See who the decision-makers are. Name and role visible. To get their contact details, pay 1 credit.
Full contact details shown. User has what they need to start a conversation.
Why the gate is at step 3: By the time a user reaches the People tab, they have already decided they want to take action. Intent is at its highest. Asking for a credit there feels fair because the user already sees the value.
The founder wanted to include CRM integrations, advanced analytics, and several other features. I pushed back and we agreed to leave them out. A smaller product that works well builds more trust with early users than a bigger product that feels unfinished.
The original layout had signals as a panel on the dashboard. I moved it to its own top-level nav item. Where something sits in the navigation tells users what the product thinks is important.
The user's intent when they open an org is sequential — they want to understand the sponsorship landscape first, then decide if they want to find a contact. That is one journey. One page with two tabs matches that.
The founder expected the Dashboard first. I said we should design it last. A dashboard is a summary of a product. If you design it before you understand the product fully, you end up summarising your assumptions rather than real user needs.

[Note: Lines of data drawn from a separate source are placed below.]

//! Rendering mining results as text.
//!
//! Formats:
//!
//! - `yaml`: one list item per pattern,
//!   `- [ "<smarts>", <statistic>, [<actives>], [<inactives>] ]`
//! - `dfs`: canonical code, support and statistic, tab separated
//! - `gspan`: each pattern as a `t`/`v`/`e` graph block
//! - `json`: one serialized result per line
//!
//! Block separators are `---` in yaml, `#` in gspan and an empty line
//! otherwise.

use std::collections::BTreeMap;
use std::fmt::Write as _;
use std::io::Write;

use crate::types::{CompoundId, DfsCode, EdgeLabel, MiningResult};

/// Activity per compound, used to split supports into actives and
/// inactives.
pub type ActivityMap = BTreeMap<CompoundId, f64>;

/// Output format of a [`ReportWriter`].
#[derive(Debug, Clone, Copy, PartialEq, Eq, Default)]
#[cfg_attr(feature = "cli", derive(clap::ValueEnum))]
pub enum ReportFormat {
    /// YAML-style list with SMARTS patterns.
    #[default]
    Yaml,
    /// Canonical DFS codes.
    Dfs,
    /// gSpan graph blocks.
    Gspan,
    /// JSON lines.
    Json,
}

/// SMARTS-style bond symbol for an edge label.
fn bond_symbol(label: EdgeLabel) -> &'static str {
    match label.0 {
        1 => "-",
        2 => "=",
        3 => "#",
        4 => ":",
        _ => "~",
    }
}

fn push_ring_digit(out: &mut String, digit: usize) {
    if digit < 10 {
        let _ = write!(out, "{}", digit);
    } else {
        let _ = write!(out, "%{}", digit);
    }
}

struct SmartsLayout {
    labels: Vec<u16>,
    children: Vec<Vec<(usize, EdgeLabel)>>,
    ring_open: Vec<Vec<(usize, EdgeLabel)>>,
    ring_close: Vec<Vec<usize>>,
}

impl SmartsLayout {
    fn write_atom(&self, v: usize, out: &mut String) {
        let _ = write!(out, "[#{}]", self.labels[v]);
        for &(digit, label) in &self.ring_open[v] {
            out.push_str(bond_symbol(label));
            push_ring_digit(out, digit);
        }
        for &digit in &self.ring_close[v] {
            push_ring_digit(out, digit);
        }
        let kids = &self.children[v];
        for (i, &(child, label)) in kids.iter().enumerate() {
            let branch = i + 1 < kids.len();
            if branch {
                out.push('(');
            }
            out.push_str(bond_symbol(label));
            self.write_atom(child, out);
            if branch {
                out.push(')');
            }
        }
    }
}

/// Render a pattern as a SMARTS-style string.
///
/// Atoms are written as `[#label]`, bonds 1 to 4 as `-`, `=`, `#`, `:`,
/// and every cycle-closing edge gets its own ring number.
pub fn smarts(code: &DfsCode) -> String {
    let n = code.vertex_count();
    let mut layout = SmartsLayout {
        labels: vec![code.root().0; n],
        children: vec![Vec::new(); n],
        ring_open: vec![Vec::new(); n],
        ring_close: vec![Vec::new(); n],
    };
    let mut digit = 0;
    for edge in code.edges() {
        let (from, to) = (edge.from as usize, edge.to as usize);
        if edge.is_forward() {
            layout.labels[to] = edge.to_label.0;
            layout.children[from].push((to, edge.edge_label));
        } else {
            digit += 1;
            layout.ring_open[to].push((digit, edge.edge_label));
            layout.ring_close[from].push(digit);
        }
    }
    let mut out = String::new();
    layout.write_atom(0, &mut out);
    out
}

fn id_list<'a>(ids: impl Iterator<Item = &'a CompoundId>) -> String {
    let joined: Vec<String> = ids.map(|id| id.to_string()).collect();
    format!("[{}]", joined.join(", "))
}

/// Streaming result renderer.
pub struct ReportWriter<W: Write> {
    writer: W,
    format: ReportFormat,
    activities: ActivityMap,
    written: usize,
}

impl<W: Write> ReportWriter<W> {
    /// Create a writer.
    pub fn new(writer: W, format: ReportFormat, activities: ActivityMap) -> Self {
        Self {
            writer,
            format,
            activities,
            written: 0,
        }
    }

    /// Number of results written.
    pub fn written(&self) -> usize {
        self.written
    }

    /// Render one result.
    pub fn write_result(&mut self, result: &MiningResult) -> std::io::Result<()> {
        match self.format {
            ReportFormat::Yaml => {
                let line = self.yaml_line(result);
                writeln!(self.writer, "{}", line)?;
            }
            ReportFormat::Dfs => {
                let statistic = result
                    .assessment
                    .as_ref()
                    .map_or_else(|| "-".to_string(), |a| format!("{:.4}", a.statistic));
                writeln!(self.writer, "{}\t{}\t{}", result.code, result.support, statistic)?;
            }
            ReportFormat::Gspan => {
                writeln!(self.writer, "t # {} {}", self.written, result.support)?;
                let graph = result.code.to_graph();
                for (v, label) in graph.labels().iter().enumerate() {
                    writeln!(self.writer, "v {} {}", v, label)?;
                }
                for edge in graph.edges() {
                    writeln!(self.writer, "e {} {} {}", edge.a, edge.b, edge.label)?;
                }
            }
            ReportFormat::Json => {
                let line = serde_json::to_string(result)
                    .map_err(|e| std::io::Error::new(std::io::ErrorKind::InvalidData, e))?;
                writeln!(self.writer, "{}", line)?;
            }
        }
        self.written += 1;
        Ok(())
    }

    fn yaml_line(&self, result: &MiningResult) -> String {
        let pattern = smarts(&result.code);
        match &result.assessment {
            Some(assessment) if assessment.active + assessment.inactive == assessment.labelled => {
                let actives = result
                    .compounds
                    .iter()
                    .filter(|id| self.activities.get(*id) == Some(&1.0));
                let inactives = result
                    .compounds
                    .iter()
                    .filter(|id| self.activities.get(*id) == Some(&0.0));
                format!(
                    "- [ \"{}\", {:.4}, {}, {} ]",
                    pattern,
                    assessment.statistic,
                    id_list(actives),
                    id_list(inactives)
                )
            }
            Some(assessment) => {
                let labelled = result
                    .compounds
                    .iter()
                    .filter(|id| self.activities.contains_key(*id));
                format!("- [ \"{}\", {:.4}, {} ]", pattern, assessment.statistic, id_list(labelled))
            }
            None => format!(
                "- [ \"{}\", {}, {} ]",
                pattern,
                result.support,
                id_list(result.compounds.iter())
            ),
        }
    }

    /// End the current block of results.
    pub fn write_separator(&mut self) -> std::io::Result<()> {
        let separator = match self.format {
            ReportFormat::Yaml => "---",
            ReportFormat::Gspan => "#",
            ReportFormat::Dfs | ReportFormat::Json => "",
        };
        writeln!(self.writer, "{}", separator)
    }

    /// Flush the underlying writer.
    pub fn flush(&mut self) -> std::io::Result<()> {
        self.writer.flush()
    }

    /// Recover the writer.
    pub fn into_inner(self) -> W {
        self.writer
    }
}

#[cfg(test)]
mod tests {
    use super::*;
    use crate::canonical_form::canonical_code;
    use crate::types::{Assessment, Direction, IndexedGraph, MolGraph, PatternRole, VertexLabel};

    fn code_of(labels: &[u16], edges: &[(usize, usize, u16)]) -> DfsCode {
        let graph = IndexedGraph::from_mol(&MolGraph::from_parts(
            labels.iter().map(|&l| VertexLabel(l)).collect(),
            edges.iter().map(|&(a, b, l)| (a, b, EdgeLabel(l))).collect(),
        ))
        .unwrap();
        canonical_code(&graph).unwrap()
    }

    fn result(code: DfsCode, assessment: Option<Assessment>) -> MiningResult {
        MiningResult {
            root: 0,
            code,
            support: 3,
            compounds: vec![CompoundId(1), CompoundId(2), CompoundId(5)],
            assessment,
            closed: true,
            role: PatternRole::Closed,
            boundary: true,
        }
    }

    #[test]
    fn test_smarts_chain_and_branch() {
        assert_eq!(smarts(&code_of(&[6, 8], &[(0, 1, 2)])), "[#6]=[#8]");
        assert_eq!(
            smarts(&code_of(&[6, 7, 8], &[(0, 1, 1), (0, 2, 1)])),
            "[#6](-[#7])-[#8]"
        );
    }

    #[test]
    fn test_smarts_ring() {
        let triangle = code_of(&[6, 6, 6], &[(0, 1, 4), (1, 2, 4), (2, 0, 4)]);
        assert_eq!(smarts(&triangle), "[#6]:1:[#6]:[#6]1");
    }

    #[test]
    fn test_yaml_classification_line() {
        let activities: ActivityMap =
            [(CompoundId(1), 1.0), (CompoundId(2), 0.0), (CompoundId(5), 1.0)].into_iter().collect();
        let assessment = Assessment {
            statistic: 1.5,
            p_value: 0.22,
            upper_bound: 2.0,
            significant: false,
            direction: Direction::Activating,
            labelled: 3,
            active: 2,
            inactive: 1,
        };
        let mut writer = ReportWriter::new(Vec::new(), ReportFormat::Yaml, activities);
        writer
            .write_result(&result(code_of(&[6, 8], &[(0, 1, 1)]), Some(assessment)))
            .unwrap();
        let text = String::from_utf8(writer.into_inner()).unwrap();
        assert_eq!(text, "- [ \"[#6]-[#8]\", 1.5000, [1, 5], [2] ]\n");
    }

    #[test]
    fn test_yaml_without_assessment() {
        let mut writer = ReportWriter::new(Vec::new(), ReportFormat::Yaml, ActivityMap::new());
        writer.write_result(&result(code_of(&[6, 8], &[(0, 1, 1)]), None)).unwrap();
        let text = String::from_utf8(writer.into_inner()).unwrap();
        assert_eq!(text, "- [ \"[#6]-[#8]\", 3, [1, 2, 5] ]\n");
    }

    #[test]
    fn test_gspan_block() {
        let mut writer = ReportWriter::new(Vec::new(), ReportFormat::Gspan, ActivityMap::new());
        writer.write_result(&result(code_of(&[6, 8], &[(0, 1, 2)]), None)).unwrap();
        assert_eq!(writer.written(), 1);
        let text = String::from_utf8(writer.into_inner()).unwrap();
        assert_eq!(text, "t # 0 3\nv 0 6\nv 1 8\ne 0 1 2\n");
    }

    #[test]
    fn test_separator_between_blocks() {
        let mut writer = ReportWriter::new(Vec::new(), ReportFormat::Yaml, ActivityMap::new());
        writer.write_result(&result(code_of(&[6, 8], &[(0, 1, 1)]), None)).unwrap();
        writer.write_separator().unwrap();
        assert_eq!(writer.written(), 1);
        let text = String::from_utf8(writer.into_inner()).unwrap();
        assert_eq!(text, "- [ \"[#6]-[#8]\", 3, [1, 2, 5] ]\n---\n");
    }
}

The dashboard surfaces featured opportunities, key metrics, and quick navigation. Designed last to ensure it accurately reflects what users actually need to see at a glance.

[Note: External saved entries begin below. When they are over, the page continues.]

//! Compound storage backends.

pub mod memory;

use crate::matcher::support_in;
use crate::types::{Compound, CompoundId, LabeledGraph, SupportSet, VertexLabel};

/// Trait for compound storage backends.
///
/// Mining only reads from the store, so the trait is read-only; backends
/// expose their own population methods. Implementations must guarantee
/// a stable index for every compound once mining starts.
pub trait CompoundStore: Send + Sync {
    /// Number of stored compounds.
    fn count_compounds(&self) -> usize;

    /// Compound at store index `index`.
    fn compound(&self, index: usize) -> Option<&Compound>;

    /// Store index of compound `id`.
    fn index_of(&self, id: CompoundId) -> Option<usize>;

    /// Iterate `(index, compound)` pairs in index order.
    fn iter(&self) -> Box<dyn Iterator<Item = (usize, &Compound)> + '_> {
        Box::new((0..self.count_compounds()).filter_map(move |i| self.compound(i).map(|c| (i, c))))
    }

    /// Distinct vertex labels across all compounds, ascending.
    fn root_labels(&self) -> Vec<VertexLabel> {
        let mut labels: Vec<VertexLabel> = self
            .iter()
            .flat_map(|(_, c)| c.label_counts().iter().map(|(l, _)| *l).collect::<Vec<_>>())
            .collect();
        labels.sort_unstable();
        labels.dedup();
        labels
    }

    /// Supporting set of an arbitrary connected pattern.
    fn support_of<P: LabeledGraph>(&self, pattern: &P) -> SupportSet
    where
        Self: Sized,
    {
        support_in(pattern, self.iter())
    }
}

pub use memory::{InMemoryCompoundStore, StoreError};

The main discovery view for brands. Filterable by sport, status, and deal type. The table columns follow the order a brand actually thinks: who is this org, what sport, who sponsors them already, are they worth pursuing.
One org page with two tabs. The Sponsors tab shows current deals and available categories. The People tab is where the credit gate lives — the moment of highest intent.
The People tab shows enough to make a contact feel worth unlocking — name, role, their relationship to sponsorship decisions — without revealing actual contact details. The "260 Credits left" counter in the sidebar creates natural budget awareness without interrupting flow.
The Companies view mirrors Organisations but for rights holders browsing brands. Same data, different perspective — showing the brand's sponsorship portfolio across sports categories.
The CRM layer that keeps users coming back. Manage existing relationships, track deal status, and add new partnerships. The more partners someone adds, the more relevant the platform's signals become for them personally.
The prototype went directly into investor conversations. The founder used the direction document I wrote as the basis for the product narrative in the pitch. No further design work was needed before the first beta users.
The Figma prototype and direction document were used directly in fundraising. The research and positioning I did became the structure of the pitch narrative.
The platform was ready for the first 10 users without any additional design work. The MVP scoping decision paid off — the product was focused enough to feel complete.
The platform's job is to tell you what to do next — not just show you data.
That was the product idea I arrived at through the research. Every structural and design decision in Sportbnk came from that.